The way to improve river quality now is reducing runoff from urban areas and farmland.

The Lower Grand River Organization of Watersheds group has created a management plan aimed at doing just that. The plan calls for the use of infiltration techniques in urban areas, and working with farmers to improve tilling techniques and creating buffer zones.

Ottawa County Commissioner Matt Fenske said local farmers do what they can to protect the river environment.

By using a combination of trees, shrubs and grasses, water quality can be improved by removing sediment and chemicals before they reach the water. Buffer zones are also known to moderate flooding, recharge groundwater supplies, prevent erosion, and preserve wildlife habitat.
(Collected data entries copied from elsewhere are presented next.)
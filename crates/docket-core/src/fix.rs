use crate::config::Config;
use crate::error::Result;
use crate::item::{Corpus, WorkItem};
use crate::paths;
use crate::schema::{FieldSchema, FieldType};
use crate::validate::{is_canonical_date, is_valid_email, Rule, DATE_FORMAT};
use chrono::NaiveDate;
use serde::Serialize;
use std::collections::BTreeSet;
use std::fmt;
use std::path::PathBuf;

/// Alternate date shapes the fix engine recognizes, tried in order. The
/// order is part of the contract: year-first shapes win over day-first, and
/// US month-first is not attempted.
const ALT_DATE_FORMATS: &[&str] = &["%Y/%m/%d", "%Y.%m.%d", "%d.%m.%Y", "%d/%m/%Y", "%d-%m-%Y"];

// ---------------------------------------------------------------------------
// FixOutcome
// ---------------------------------------------------------------------------

/// Result of one attempted fix. `fixed: false` means the category matched but
/// no safe correction exists; the caller reports these separately.
#[derive(Debug, Clone, Serialize)]
pub struct FixOutcome {
    pub file: PathBuf,
    pub rule: Rule,
    pub fixed: bool,
    pub message: String,
}

impl FixOutcome {
    fn fixed(file: impl Into<PathBuf>, rule: Rule, message: impl Into<String>) -> Self {
        Self {
            file: file.into(),
            rule,
            fixed: true,
            message: message.into(),
        }
    }

    fn unfixable(file: impl Into<PathBuf>, rule: Rule, message: impl Into<String>) -> Self {
        Self {
            file: file.into(),
            rule,
            fixed: false,
            message: message.into(),
        }
    }

    /// Rule label with outcome prefix, e.g. `fixed:date` / `unfixable:enum`.
    pub fn label(&self) -> String {
        let prefix = if self.fixed { "fixed" } else { "unfixable" };
        format!("{prefix}:{}", self.rule)
    }
}

impl fmt::Display for FixOutcome {
    fn fmt(&self, f: &mut fmt::Formatter<'_>) -> fmt::Result {
        write!(
            f,
            "{}: [{}] {}",
            self.file.display(),
            self.label(),
            self.message
        )
    }
}

// ---------------------------------------------------------------------------
// Duplicate ids
// ---------------------------------------------------------------------------

/// Reassign colliding ids. Per group, the oldest document (mtime, then path)
/// keeps the id; the rest are reassigned the highest id in use plus one.
/// Returns the indices of changed items.
pub fn fix_duplicate_ids(
    items: &mut [WorkItem],
    cfg: &Config,
    outcomes: &mut Vec<FixOutcome>,
) -> Vec<usize> {
    let width = cfg.id_digits;
    let mut used: BTreeSet<u64> = items
        .iter()
        .filter_map(|i| i.id().and_then(|id| paths::id_value(id, width)))
        .collect();

    // Group item indices by id, first-occurrence order.
    let mut groups: Vec<(String, Vec<usize>)> = Vec::new();
    for (idx, item) in items.iter().enumerate() {
        let Some(id) = item.id() else { continue };
        match groups.iter_mut().find(|(gid, _)| gid.as_str() == id) {
            Some((_, indices)) => indices.push(idx),
            None => groups.push((id.to_string(), vec![idx])),
        }
    }

    let mut changed = Vec::new();
    for (old_id, mut indices) in groups {
        if indices.len() < 2 {
            continue;
        }
        indices.sort_by(|&a, &b| {
            (items[a].modified, &items[a].path).cmp(&(items[b].modified, &items[b].path))
        });
        for &idx in &indices[1..] {
            let next = used.last().copied().unwrap_or(0) + 1;
            if next >= 10u64.pow(width as u32) {
                outcomes.push(FixOutcome::unfixable(
                    &items[idx].path,
                    Rule::Duplicate,
                    format!("cannot reassign id '{old_id}': no free {width}-digit id"),
                ));
                continue;
            }
            used.insert(next);
            let new_id = paths::format_id(next, width);
            items[idx].frontmatter.set("id", &new_id);
            changed.push(idx);
            outcomes.push(FixOutcome::fixed(
                &items[idx].path,
                Rule::Duplicate,
                format!("reassigned duplicate id '{old_id}' to '{new_id}'"),
            ));
        }
    }
    changed
}

// ---------------------------------------------------------------------------
// Dates
// ---------------------------------------------------------------------------

fn recognize_date(value: &str) -> Option<NaiveDate> {
    ALT_DATE_FORMATS
        .iter()
        .find_map(|f| NaiveDate::parse_from_str(value, f).ok())
}

/// Rewrite date fields in a recognizable alternate shape to canonical form.
pub fn fix_dates(item: &mut WorkItem, schema: &FieldSchema, outcomes: &mut Vec<FixOutcome>) -> bool {
    let mut changed = false;
    for def in schema.iter() {
        if def.rule.field_type != FieldType::Date {
            continue;
        }
        let Some(value) = item.frontmatter.get(&def.name).map(str::to_string) else {
            continue;
        };
        if is_canonical_date(&value) {
            continue;
        }
        match recognize_date(&value) {
            Some(date) => {
                let canonical = date.format(DATE_FORMAT).to_string();
                item.frontmatter.set(&def.name, &canonical);
                changed = true;
                outcomes.push(FixOutcome::fixed(
                    &item.path,
                    Rule::Date,
                    format!("rewrote '{}' from '{value}' to '{canonical}'", def.name),
                ));
            }
            None => outcomes.push(FixOutcome::unfixable(
                &item.path,
                Rule::Date,
                format!(
                    "'{}' value '{value}' matches no recognizable date shape",
                    def.name
                ),
            )),
        }
    }
    changed
}

// ---------------------------------------------------------------------------
// Field defaults, enum casing, emails
// ---------------------------------------------------------------------------

/// Populate missing required fields from schema defaults and normalize enum
/// values that differ only in case. Malformed emails have no safe correction
/// and are reported unfixable.
pub fn fix_fields(
    item: &mut WorkItem,
    schema: &FieldSchema,
    outcomes: &mut Vec<FixOutcome>,
) -> bool {
    let mut changed = false;
    for def in schema.iter() {
        let name = def.name.as_str();
        let rule = &def.rule;

        let Some(value) = item.frontmatter.get(name).map(str::to_string) else {
            if rule.required {
                match &rule.default {
                    Some(default) => {
                        item.frontmatter.set(name, default);
                        changed = true;
                        outcomes.push(FixOutcome::fixed(
                            &item.path,
                            Rule::MissingField,
                            format!("populated '{name}' with default '{default}'"),
                        ));
                    }
                    None => outcomes.push(FixOutcome::unfixable(
                        &item.path,
                        Rule::MissingDefault,
                        format!("'{name}' is required and has no default"),
                    )),
                }
            }
            continue;
        };

        match rule.field_type {
            FieldType::Enum => {
                if rule.allowed.iter().any(|a| a == &value) {
                    continue;
                }
                match rule.allowed.iter().find(|a| a.eq_ignore_ascii_case(&value)) {
                    Some(canonical) => {
                        let canonical = canonical.clone();
                        item.frontmatter.set(name, &canonical);
                        changed = true;
                        outcomes.push(FixOutcome::fixed(
                            &item.path,
                            Rule::Enum,
                            format!("normalized '{name}' from '{value}' to '{canonical}'"),
                        ));
                    }
                    None => outcomes.push(FixOutcome::unfixable(
                        &item.path,
                        Rule::Enum,
                        format!("'{name}' value '{value}' has no case-insensitive match"),
                    )),
                }
            }
            FieldType::Email => {
                if !is_valid_email(&value) {
                    outcomes.push(FixOutcome::unfixable(
                        &item.path,
                        Rule::Email,
                        format!("'{name}' value '{value}' has no safe correction"),
                    ));
                }
            }
            _ => {}
        }
    }
    changed
}

// ---------------------------------------------------------------------------
// Driver
// ---------------------------------------------------------------------------

/// Run every fix category over a scanned corpus and persist changed
/// documents atomically. Categories are independent: a failure in one never
/// aborts the others, and the engine does not re-validate afterwards.
pub fn fix_corpus(corpus: &mut Corpus, cfg: &Config) -> Result<Vec<FixOutcome>> {
    let mut outcomes = Vec::new();
    let mut dirty: BTreeSet<usize> = BTreeSet::new();

    for idx in fix_duplicate_ids(&mut corpus.items, cfg, &mut outcomes) {
        dirty.insert(idx);
    }
    for (idx, item) in corpus.items.iter_mut().enumerate() {
        if fix_dates(item, &cfg.schema, &mut outcomes) {
            dirty.insert(idx);
        }
        if fix_fields(item, &cfg.schema, &mut outcomes) {
            dirty.insert(idx);
        }
    }

    for idx in dirty {
        corpus.items[idx].save()?;
    }
    Ok(outcomes)
}

// ---------------------------------------------------------------------------
// Tests
// ---------------------------------------------------------------------------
“Certainly, it is really important in Ottawa County because we’re the No. 2 agriculture producer in the state of Michigan,” Fenske said.

He said that alternative tilling reduces the amount of soil churned up during planting, and livestock farmers are being more careful about animal waste disposal.

“For farmers, they have to get rid of waste, and they have to be careful in how they do it,” Fenske said.

Efforts paying off

Grand Haven resident Kathy Kremer said work to improve the river’s quality is clearly delivering results.

“Between Grand Rapids and Riverside Park, I see people all of the time, much more than I did in 2007,” she said. “People realize what a valuable resource it is and it isn’t the river that it was 40 years ago.”

Kremer, an avid kayaker, said people have realized the importance of river quality.

“There are issues, but it is improving,” she said. “The situation today compared to 10 years ago is night and day.”

Others who live along the river also noted improvements, but said more still needs to be done.

Grand Haven Township resident Ken Larson expressed concerns about the recent discharge of untreated sewage and runoff caused by flooding.

“Prior to the flooding, the Grand River watershed was a positive biological system that has come about in the last 40 years,” he said. “Given time and, after the flood waters recede, the river will rebound to a safe and healthy state.”